§ **Problem**
Scan the records for the string "derive", then copy each line that has it.

── Exercise material

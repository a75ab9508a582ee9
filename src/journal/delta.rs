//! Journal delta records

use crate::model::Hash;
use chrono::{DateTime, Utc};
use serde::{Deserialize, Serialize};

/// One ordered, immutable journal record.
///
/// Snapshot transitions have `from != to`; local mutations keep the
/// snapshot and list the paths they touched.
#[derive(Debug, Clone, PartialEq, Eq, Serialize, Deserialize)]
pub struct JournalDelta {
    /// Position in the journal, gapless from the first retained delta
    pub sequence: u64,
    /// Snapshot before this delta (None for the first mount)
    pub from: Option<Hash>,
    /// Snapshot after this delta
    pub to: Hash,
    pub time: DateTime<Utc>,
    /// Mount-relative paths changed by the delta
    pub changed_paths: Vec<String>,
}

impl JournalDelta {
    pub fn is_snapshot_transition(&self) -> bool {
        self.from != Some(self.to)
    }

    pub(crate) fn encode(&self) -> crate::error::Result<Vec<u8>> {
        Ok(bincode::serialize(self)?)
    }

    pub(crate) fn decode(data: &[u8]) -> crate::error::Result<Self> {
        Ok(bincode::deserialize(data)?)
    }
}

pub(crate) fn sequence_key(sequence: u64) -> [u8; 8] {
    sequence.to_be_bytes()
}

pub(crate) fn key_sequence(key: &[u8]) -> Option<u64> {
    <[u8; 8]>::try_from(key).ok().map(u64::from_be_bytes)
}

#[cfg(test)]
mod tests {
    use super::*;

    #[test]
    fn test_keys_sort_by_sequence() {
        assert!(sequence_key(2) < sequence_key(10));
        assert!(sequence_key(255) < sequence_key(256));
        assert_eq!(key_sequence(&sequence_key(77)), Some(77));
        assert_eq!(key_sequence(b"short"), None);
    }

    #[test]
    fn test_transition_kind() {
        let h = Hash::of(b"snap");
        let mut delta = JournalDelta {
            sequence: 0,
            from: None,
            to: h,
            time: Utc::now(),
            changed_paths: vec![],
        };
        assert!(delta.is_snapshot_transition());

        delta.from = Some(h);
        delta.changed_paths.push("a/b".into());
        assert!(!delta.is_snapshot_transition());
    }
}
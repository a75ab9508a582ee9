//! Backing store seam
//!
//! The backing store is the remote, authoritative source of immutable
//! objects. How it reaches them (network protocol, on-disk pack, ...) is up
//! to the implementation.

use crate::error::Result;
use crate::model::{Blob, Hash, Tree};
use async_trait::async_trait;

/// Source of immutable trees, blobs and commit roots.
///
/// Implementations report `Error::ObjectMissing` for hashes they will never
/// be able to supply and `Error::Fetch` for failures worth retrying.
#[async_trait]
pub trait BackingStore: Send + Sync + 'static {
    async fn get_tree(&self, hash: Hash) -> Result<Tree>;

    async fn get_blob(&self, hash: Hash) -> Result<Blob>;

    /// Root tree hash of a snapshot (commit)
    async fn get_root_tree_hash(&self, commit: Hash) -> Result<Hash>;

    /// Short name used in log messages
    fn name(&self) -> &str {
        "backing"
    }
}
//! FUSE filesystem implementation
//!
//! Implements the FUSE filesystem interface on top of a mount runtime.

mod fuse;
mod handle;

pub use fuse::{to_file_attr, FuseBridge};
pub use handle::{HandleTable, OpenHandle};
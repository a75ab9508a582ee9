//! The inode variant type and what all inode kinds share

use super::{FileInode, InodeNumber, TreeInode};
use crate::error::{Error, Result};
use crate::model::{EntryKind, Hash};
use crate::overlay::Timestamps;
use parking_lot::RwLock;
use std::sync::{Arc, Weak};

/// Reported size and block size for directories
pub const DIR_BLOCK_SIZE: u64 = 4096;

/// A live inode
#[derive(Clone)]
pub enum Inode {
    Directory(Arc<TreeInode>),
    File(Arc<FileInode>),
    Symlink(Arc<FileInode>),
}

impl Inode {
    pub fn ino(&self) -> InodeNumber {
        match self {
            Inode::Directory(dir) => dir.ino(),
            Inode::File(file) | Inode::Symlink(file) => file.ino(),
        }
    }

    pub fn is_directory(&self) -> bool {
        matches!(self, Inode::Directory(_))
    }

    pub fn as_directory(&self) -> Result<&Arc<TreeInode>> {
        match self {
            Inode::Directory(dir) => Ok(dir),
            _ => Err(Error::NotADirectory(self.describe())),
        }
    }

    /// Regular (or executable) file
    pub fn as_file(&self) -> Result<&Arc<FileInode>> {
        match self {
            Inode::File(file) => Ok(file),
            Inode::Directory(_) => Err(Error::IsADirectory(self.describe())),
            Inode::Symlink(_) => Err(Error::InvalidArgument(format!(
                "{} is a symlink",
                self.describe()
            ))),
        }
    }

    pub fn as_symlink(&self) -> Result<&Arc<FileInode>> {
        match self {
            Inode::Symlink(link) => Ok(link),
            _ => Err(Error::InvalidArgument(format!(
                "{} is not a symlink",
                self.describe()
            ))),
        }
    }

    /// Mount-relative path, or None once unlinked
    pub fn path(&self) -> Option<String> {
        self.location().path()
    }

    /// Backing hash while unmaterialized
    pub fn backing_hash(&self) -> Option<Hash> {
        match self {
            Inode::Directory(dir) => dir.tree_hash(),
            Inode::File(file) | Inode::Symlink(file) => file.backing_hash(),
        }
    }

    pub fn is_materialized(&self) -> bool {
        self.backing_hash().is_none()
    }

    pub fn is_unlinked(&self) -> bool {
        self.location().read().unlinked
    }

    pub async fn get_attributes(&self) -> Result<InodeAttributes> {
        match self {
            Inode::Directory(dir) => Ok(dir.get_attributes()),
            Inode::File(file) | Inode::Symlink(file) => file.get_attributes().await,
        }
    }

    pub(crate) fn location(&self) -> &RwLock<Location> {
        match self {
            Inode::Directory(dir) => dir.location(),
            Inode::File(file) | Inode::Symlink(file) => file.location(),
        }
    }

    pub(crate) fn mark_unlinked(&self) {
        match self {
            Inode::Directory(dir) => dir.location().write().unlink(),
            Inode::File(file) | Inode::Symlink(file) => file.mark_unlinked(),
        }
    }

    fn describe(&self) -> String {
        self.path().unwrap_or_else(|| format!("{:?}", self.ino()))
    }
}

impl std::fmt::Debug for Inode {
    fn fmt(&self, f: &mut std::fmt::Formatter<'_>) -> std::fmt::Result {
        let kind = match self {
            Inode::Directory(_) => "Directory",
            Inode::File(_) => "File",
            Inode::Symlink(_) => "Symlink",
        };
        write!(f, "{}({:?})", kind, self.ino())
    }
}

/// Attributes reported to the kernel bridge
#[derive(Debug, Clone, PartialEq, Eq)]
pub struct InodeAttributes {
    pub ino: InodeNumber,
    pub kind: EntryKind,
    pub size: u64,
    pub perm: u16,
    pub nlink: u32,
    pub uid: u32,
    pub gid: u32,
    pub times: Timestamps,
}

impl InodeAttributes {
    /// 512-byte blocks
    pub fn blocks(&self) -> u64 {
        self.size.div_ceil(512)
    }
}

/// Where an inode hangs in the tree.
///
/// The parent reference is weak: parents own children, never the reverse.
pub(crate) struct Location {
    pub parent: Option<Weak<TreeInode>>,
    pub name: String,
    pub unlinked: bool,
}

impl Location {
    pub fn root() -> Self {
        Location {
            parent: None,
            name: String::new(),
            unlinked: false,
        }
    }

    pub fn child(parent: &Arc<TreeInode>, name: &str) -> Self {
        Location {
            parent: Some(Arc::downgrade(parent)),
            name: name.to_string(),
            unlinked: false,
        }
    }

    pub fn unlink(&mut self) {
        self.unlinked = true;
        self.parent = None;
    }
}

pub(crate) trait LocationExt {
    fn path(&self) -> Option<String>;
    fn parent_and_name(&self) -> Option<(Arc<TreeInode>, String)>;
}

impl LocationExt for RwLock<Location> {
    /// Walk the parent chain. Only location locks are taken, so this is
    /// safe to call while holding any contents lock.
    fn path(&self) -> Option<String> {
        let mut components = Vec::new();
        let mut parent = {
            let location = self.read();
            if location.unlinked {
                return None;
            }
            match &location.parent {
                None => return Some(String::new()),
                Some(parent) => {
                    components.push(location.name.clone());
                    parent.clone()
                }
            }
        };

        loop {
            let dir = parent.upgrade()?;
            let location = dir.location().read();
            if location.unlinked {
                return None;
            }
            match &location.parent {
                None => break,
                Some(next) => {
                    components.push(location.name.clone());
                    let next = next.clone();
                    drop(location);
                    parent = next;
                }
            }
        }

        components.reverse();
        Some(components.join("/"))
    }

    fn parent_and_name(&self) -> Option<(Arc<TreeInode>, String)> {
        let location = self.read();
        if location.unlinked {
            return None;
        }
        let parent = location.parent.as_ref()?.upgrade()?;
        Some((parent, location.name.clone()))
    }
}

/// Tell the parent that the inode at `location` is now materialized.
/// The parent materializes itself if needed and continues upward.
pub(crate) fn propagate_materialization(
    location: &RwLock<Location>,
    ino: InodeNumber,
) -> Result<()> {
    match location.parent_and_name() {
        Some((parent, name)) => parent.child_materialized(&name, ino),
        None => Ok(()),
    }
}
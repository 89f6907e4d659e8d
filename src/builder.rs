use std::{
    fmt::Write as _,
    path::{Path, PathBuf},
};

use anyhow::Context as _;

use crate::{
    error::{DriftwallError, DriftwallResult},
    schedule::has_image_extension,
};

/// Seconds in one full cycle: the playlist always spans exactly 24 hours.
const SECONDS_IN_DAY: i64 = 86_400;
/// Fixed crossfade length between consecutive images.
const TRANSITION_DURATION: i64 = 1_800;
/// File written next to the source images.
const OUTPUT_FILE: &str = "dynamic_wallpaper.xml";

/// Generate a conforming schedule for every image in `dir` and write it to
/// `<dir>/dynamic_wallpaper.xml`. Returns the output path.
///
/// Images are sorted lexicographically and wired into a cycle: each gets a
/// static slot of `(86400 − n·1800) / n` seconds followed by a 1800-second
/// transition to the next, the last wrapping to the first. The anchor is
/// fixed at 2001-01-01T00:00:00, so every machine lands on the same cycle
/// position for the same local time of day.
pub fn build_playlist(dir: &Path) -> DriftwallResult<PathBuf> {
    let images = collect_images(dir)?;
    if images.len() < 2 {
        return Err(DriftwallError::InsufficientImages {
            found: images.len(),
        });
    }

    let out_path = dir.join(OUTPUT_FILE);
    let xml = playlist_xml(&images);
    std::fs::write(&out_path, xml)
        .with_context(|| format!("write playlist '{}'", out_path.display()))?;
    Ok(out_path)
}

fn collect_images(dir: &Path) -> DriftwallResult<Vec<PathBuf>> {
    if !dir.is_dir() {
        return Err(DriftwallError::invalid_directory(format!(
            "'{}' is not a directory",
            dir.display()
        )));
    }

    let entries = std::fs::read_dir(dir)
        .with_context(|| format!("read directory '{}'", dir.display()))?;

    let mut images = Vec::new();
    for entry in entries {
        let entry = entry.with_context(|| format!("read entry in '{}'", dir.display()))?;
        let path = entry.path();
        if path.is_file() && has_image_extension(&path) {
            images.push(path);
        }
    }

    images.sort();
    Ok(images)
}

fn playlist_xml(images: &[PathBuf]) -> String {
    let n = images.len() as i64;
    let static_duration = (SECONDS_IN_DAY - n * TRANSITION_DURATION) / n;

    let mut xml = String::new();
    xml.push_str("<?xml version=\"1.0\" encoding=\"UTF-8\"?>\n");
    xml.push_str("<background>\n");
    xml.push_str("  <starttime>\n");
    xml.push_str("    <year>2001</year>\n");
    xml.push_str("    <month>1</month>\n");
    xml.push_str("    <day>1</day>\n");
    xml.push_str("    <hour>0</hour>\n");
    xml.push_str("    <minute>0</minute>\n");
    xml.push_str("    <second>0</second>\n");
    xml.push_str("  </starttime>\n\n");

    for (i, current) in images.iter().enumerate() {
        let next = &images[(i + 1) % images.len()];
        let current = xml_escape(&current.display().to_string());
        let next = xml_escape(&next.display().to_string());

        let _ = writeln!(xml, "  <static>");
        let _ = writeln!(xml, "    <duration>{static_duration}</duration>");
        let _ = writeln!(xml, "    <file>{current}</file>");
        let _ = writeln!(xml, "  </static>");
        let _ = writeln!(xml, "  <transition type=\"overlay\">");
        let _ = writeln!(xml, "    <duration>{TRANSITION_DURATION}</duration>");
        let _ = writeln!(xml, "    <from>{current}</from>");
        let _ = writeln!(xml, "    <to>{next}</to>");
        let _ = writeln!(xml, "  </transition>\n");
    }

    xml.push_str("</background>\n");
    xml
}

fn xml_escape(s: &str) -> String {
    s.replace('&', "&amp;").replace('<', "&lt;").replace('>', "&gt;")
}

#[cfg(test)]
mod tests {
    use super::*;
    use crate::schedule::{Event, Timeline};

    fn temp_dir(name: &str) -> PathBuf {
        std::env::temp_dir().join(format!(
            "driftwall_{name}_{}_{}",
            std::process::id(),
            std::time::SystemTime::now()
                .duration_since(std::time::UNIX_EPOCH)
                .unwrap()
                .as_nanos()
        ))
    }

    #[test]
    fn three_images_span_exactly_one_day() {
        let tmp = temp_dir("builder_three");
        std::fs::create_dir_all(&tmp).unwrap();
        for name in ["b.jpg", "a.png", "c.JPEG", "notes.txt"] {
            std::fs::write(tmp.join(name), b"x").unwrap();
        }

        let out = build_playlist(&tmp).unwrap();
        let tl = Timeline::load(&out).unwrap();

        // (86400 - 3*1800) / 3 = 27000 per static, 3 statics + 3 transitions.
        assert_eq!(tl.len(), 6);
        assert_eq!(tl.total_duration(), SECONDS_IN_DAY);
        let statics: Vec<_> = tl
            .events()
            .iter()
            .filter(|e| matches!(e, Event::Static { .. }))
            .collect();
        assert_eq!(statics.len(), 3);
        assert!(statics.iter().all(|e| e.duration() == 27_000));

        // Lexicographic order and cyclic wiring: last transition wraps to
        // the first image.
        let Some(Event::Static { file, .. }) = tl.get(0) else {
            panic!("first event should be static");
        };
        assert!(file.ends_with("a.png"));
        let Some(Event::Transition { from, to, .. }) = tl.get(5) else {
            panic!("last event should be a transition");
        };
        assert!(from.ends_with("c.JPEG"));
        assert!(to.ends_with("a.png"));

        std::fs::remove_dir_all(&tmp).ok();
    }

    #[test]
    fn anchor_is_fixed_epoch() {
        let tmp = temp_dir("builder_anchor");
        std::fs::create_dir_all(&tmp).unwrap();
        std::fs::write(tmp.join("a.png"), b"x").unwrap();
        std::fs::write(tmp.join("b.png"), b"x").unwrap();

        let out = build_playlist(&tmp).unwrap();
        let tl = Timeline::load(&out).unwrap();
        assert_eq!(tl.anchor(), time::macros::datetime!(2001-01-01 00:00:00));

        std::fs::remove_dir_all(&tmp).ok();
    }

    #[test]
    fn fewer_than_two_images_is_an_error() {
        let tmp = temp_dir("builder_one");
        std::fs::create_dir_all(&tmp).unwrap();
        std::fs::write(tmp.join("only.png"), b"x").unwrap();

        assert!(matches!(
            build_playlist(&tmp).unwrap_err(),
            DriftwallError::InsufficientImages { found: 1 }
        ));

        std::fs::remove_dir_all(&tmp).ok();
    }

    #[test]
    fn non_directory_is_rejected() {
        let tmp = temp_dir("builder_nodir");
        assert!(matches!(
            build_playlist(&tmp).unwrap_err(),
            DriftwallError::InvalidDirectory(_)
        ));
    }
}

────

§ **Exercise answer**
#[derive(Debug, Clone, PartialEq, Eq, Serialize, Deserialize)]
#[derive(Clone)]
#[derive(Debug, Clone, PartialEq, Eq)]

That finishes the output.